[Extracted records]
· · · · · · ·

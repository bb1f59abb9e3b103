#![cfg(not(feature = "csr"))]

use super::*;

#[test]
fn bare_fragment_hrefs_qualify() {
    assert_eq!(fragment_from_href("#monitoring"), Some("monitoring"));
    assert_eq!(fragment_from_href("#top"), Some("top"));
}

#[test]
fn empty_fragment_does_not_qualify() {
    assert_eq!(fragment_from_href("#"), None);
}

#[test]
fn path_and_external_hrefs_do_not_qualify() {
    assert_eq!(fragment_from_href("/about"), None);
    assert_eq!(fragment_from_href("/about#team"), None);
    assert_eq!(fragment_from_href("https://example.com#x"), None);
    assert_eq!(fragment_from_href(""), None);
}

#[test]
fn scroll_to_fragment_is_noop_but_callable() {
    scroll_to_fragment("monitoring");
}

· · · · · · ·

### [Work to be completed]
Word for word, write out every record.

### [Task answer]
repository bb1f59abb9e3b103
#![cfg(not(feature = "csr"))]

use super::*;

#[test]
fn bare_fragment_hrefs_qualify() {
    assert_eq!(fragment_from_href("#monitoring"), Some("monitoring"));
    assert_eq!(fragment_from_href("#top"), Some("top"));
}

#[test]
fn empty_fragment_does_not_qualify() {
    assert_eq!(fragment_from_href("#"), None);
}

#[test]
fn path_and_external_hrefs_do_not_qualify() {
    assert_eq!(fragment_from_href("/about"), None);
    assert_eq!(fragment_from_href("/about#team"), None);
    assert_eq!(fragment_from_href("https://example.com#x"), None);
    assert_eq!(fragment_from_href(""), None);
}

#[test]
fn scroll_to_fragment_is_noop_but_callable() {
    scroll_to_fragment("monitoring");
}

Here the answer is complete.